Clodulfo Ruiz, el triste protagonista de este luctuoso acontecimiento, había estado trabajando en Francia en tiempos de la Primera Guerra Mundial, aprovechando la necesidad de mano de obra que se precisaba en el país vecino con motivo de aquella contienda. Sin embargo, al poco tiempo de su conclusión retornó a su tierra natal con la intención de hacerse con la herencia de su familia política, quien temía sus reacciones debido a su carácter arisco y violento, además de no sentir un mínimo de empatía hacia nadie. De hecho, se había separado de su esposa hacía algún tiempo, en una época en la que las separaciones matrimoniales estaban duramente condenadas por el resto de la sociedad.

De madrugada

Clodulfo Ruiz, insatisfecho de cómo marchaban las cosas en el plano familiar, preparó la horrorosa matanza en plena madrugada del día 21 de noviembre de 1923, aprovechando el silencio de la noche y los descuidos de sus víctimas que se encontraban plácidamente durmiendo. Se armó hasta los dientes para asegurarse plenamente su macabra faena. Llevaba consigo una escopeta de dos cañones y una pistola con 2 cargadores en los que cabían un total de 16 proyectiles. El sanguinario desenfreno estaba más que asegurado.

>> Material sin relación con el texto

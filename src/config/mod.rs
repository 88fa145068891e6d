use crate::utils::error::{PayloadStorageError, Result};
use crate::utils::validation::{validate_positive_number, validate_range, Validate};
use serde::{Deserialize, Serialize};
use std::path::Path;
use std::time::Duration;

pub const DEFAULT_CHUNK_SIZE: usize = 8 * 1024;
pub const MAX_CHUNK_SIZE: usize = 8 * 1024 * 1024;
pub const DEFAULT_PIPE_DEPTH: usize = 4;
pub const DEFAULT_CONNECT_TIMEOUT_SECONDS: u64 = 30;

#[derive(Debug, Clone, Default, Serialize, Deserialize)]
#[serde(default)]
pub struct TransferConfig {
    pub transport: TransportConfig,
    pub logging: LoggingConfig,
}

#[derive(Debug, Clone, Serialize, Deserialize)]
#[serde(default)]
pub struct TransportConfig {
    /// 每次寫入連線的區塊大小（位元組）
    pub chunk_size: usize,
    /// 上傳時在傳送執行緒前排隊的區塊數
    pub pipe_depth: usize,
    pub connect_timeout_seconds: Option<u64>,
    /// 整體交換期限；未設定時不限制
    pub timeout_seconds: Option<u64>,
}

impl Default for TransportConfig {
    fn default() -> Self {
        Self {
            chunk_size: DEFAULT_CHUNK_SIZE,
            pipe_depth: DEFAULT_PIPE_DEPTH,
            connect_timeout_seconds: Some(DEFAULT_CONNECT_TIMEOUT_SECONDS),
            timeout_seconds: None,
        }
    }
}

impl TransportConfig {
    pub fn connect_timeout(&self) -> Option<Duration> {
        self.connect_timeout_seconds.map(Duration::from_secs)
    }

    pub fn timeout(&self) -> Option<Duration> {
        self.timeout_seconds.map(Duration::from_secs)
    }
}

#[derive(Debug, Clone, Copy, PartialEq, Eq, Default, Serialize, Deserialize)]
#[serde(rename_all = "lowercase")]
pub enum LogFormat {
    #[default]
    Compact,
    Json,
}

#[derive(Debug, Clone, Serialize, Deserialize)]
#[serde(default)]
pub struct LoggingConfig {
    pub level: String,
    pub format: LogFormat,
}

impl Default for LoggingConfig {
    fn default() -> Self {
        Self {
            level: "info".to_string(),
            format: LogFormat::Compact,
        }
    }
}

impl TransferConfig {
    /// 從 TOML 檔案載入配置
    pub fn from_file<P: AsRef<Path>>(path: P) -> Result<Self> {
        let content = std::fs::read_to_string(&path)?;
        Self::from_toml_str(&content)
    }

    /// 從 TOML 字串解析配置
    pub fn from_toml_str(content: &str) -> Result<Self> {
        let processed_content = Self::substitute_env_vars(content);

        toml::from_str(&processed_content).map_err(|e| PayloadStorageError::ConfigError {
            message: format!("TOML parsing error: {}", e),
        })
    }

    /// 替換環境變數 (例如 ${CHUNK_SIZE})，未定義的變數保持原樣
    fn substitute_env_vars(content: &str) -> String {
        use regex::{Captures, Regex};
        use std::sync::OnceLock;

        static ENV_VAR: OnceLock<Regex> = OnceLock::new();
        let re = ENV_VAR.get_or_init(|| {
            Regex::new(r"\$\{([^}]+)\}").expect("env var pattern is a valid regex")
        });

        re.replace_all(content, |caps: &Captures| {
            let var_name = &caps[1];
            std::env::var(var_name).unwrap_or_else(|_| format!("${{{}}}", var_name))
        })
        .into_owned()
    }
}

impl Validate for TransportConfig {
    fn validate(&self) -> Result<()> {
        validate_range("transport.chunk_size", self.chunk_size, 1, MAX_CHUNK_SIZE)?;
        validate_range("transport.pipe_depth", self.pipe_depth, 1, 1024)?;

        if let Some(seconds) = self.connect_timeout_seconds {
            validate_positive_number("transport.connect_timeout_seconds", seconds, 1)?;
        }
        if let Some(seconds) = self.timeout_seconds {
            validate_positive_number("transport.timeout_seconds", seconds, 1)?;
        }
        Ok(())
    }
}

impl Validate for LoggingConfig {
    fn validate(&self) -> Result<()> {
        if self.level.trim().is_empty() {
            return Err(PayloadStorageError::InvalidConfigValueError {
                field: "logging.level".to_string(),
                value: self.level.clone(),
                reason: "Value cannot be empty or whitespace-only".to_string(),
            });
        }
        Ok(())
    }
}

impl Validate for TransferConfig {
    fn validate(&self) -> Result<()> {
        self.transport.validate()?;
        self.logging.validate()
    }
}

En torno a las dos de la madrugada de aquella fatídica jornada, el cuádruple asesino abrió un boquete en la pared para internarse en la casa de su suegra, en la que también residía su esposa,, quien dormía con su madre por el temor que le despertaba su marido. Sin pensárselo dos veces, como sucede casi siempre en estos casos, penetró en la habitación que ocupaba el hermano de su mujer,, Elías Álvarez González, a quien descerrajó el corazón de un solo disparo, suficiente para terminar con su vida. Sin embargo, su borrachera de sangre y terror en aquella otoñal noche de hace más de un siglo no había hecho más que comenzar.

Tampoco quiso perdonar la vida ni a la mujer de su cuñado ni siquiera al hijo de ambos, una criatura de tan solo nueve meses de edad. A la primera, Natalia González Gómez, de 31 años de edad, le dio muerte de dos disparos de pistola, rematándola con un tercer último tiro realizado con la escopeta que llevaba. También se aseguró de la muerte del recién nacido, José Álvarez González, a quien disparó en dos ocasiones en el corazón, terminando así de una forma vil y canallesca con la breve vida de un inocente, tal cuál fuese el más criminal de los Herodes.

Última víctima mortal y suicidio

Tras dejar ya tras de sí un total de tres muertos, que no eran pocos, se dirigió a la habitación de su suegra Genoveva González Sánchez, una mujer de 63 años de edad. Allí se encontraba su esposa y les contó a ambas lo que había hecho, quienes ya estaban alarmadas por el ruido de los disparos. A la madre de su esposa le disparó hasta tres tiros, dejándola exangüe prácticamente en el acto. Sin embargo, decidió perdonar la vida a quien era su mujer, a pesar de estar separados.

El motivo de la supuesta «clemencia» con su esposa no fue otro que su deseo de que sufriese y padeciese todo el tiempo que le pudiese quedar de vida, en la que tendría que hace frente a su existencia en soledad y con el truculento recuerdo de sobrevivir a una terrible tragedia que la marcaría de por vida. Además, había escrito una pequeña nota en la que ofrecía todos los detalles del porqué iba a llevar a cabo aquella espeluznante y horrorosa matanza, que se iba a convertir poco menos que en una leyenda en toda aquella pacífica comarca dedicada a la explotación del carbón.

Para concluir con su horrenda orgía, él mismo Clodulfo Ruiz Sordo, aquel hombre de malvivir y «vida licenciosa», que le atribuía la prensa de la época, decidió poner fin a su vida. Su cuerpo, con un único disparo que le había descerrajado los sesos tras dispararse en una sien, sería encontrado alrededor de las nueve de la mañana de aquel día del último tercio del mes de noviembre en el pórtico de la preciosa iglesia parroquial de San Pedro, que se convertía así en testigo mudo de un tremendo capítulo sangriento que pasaría a formar parte de los anales de la crónica negra española.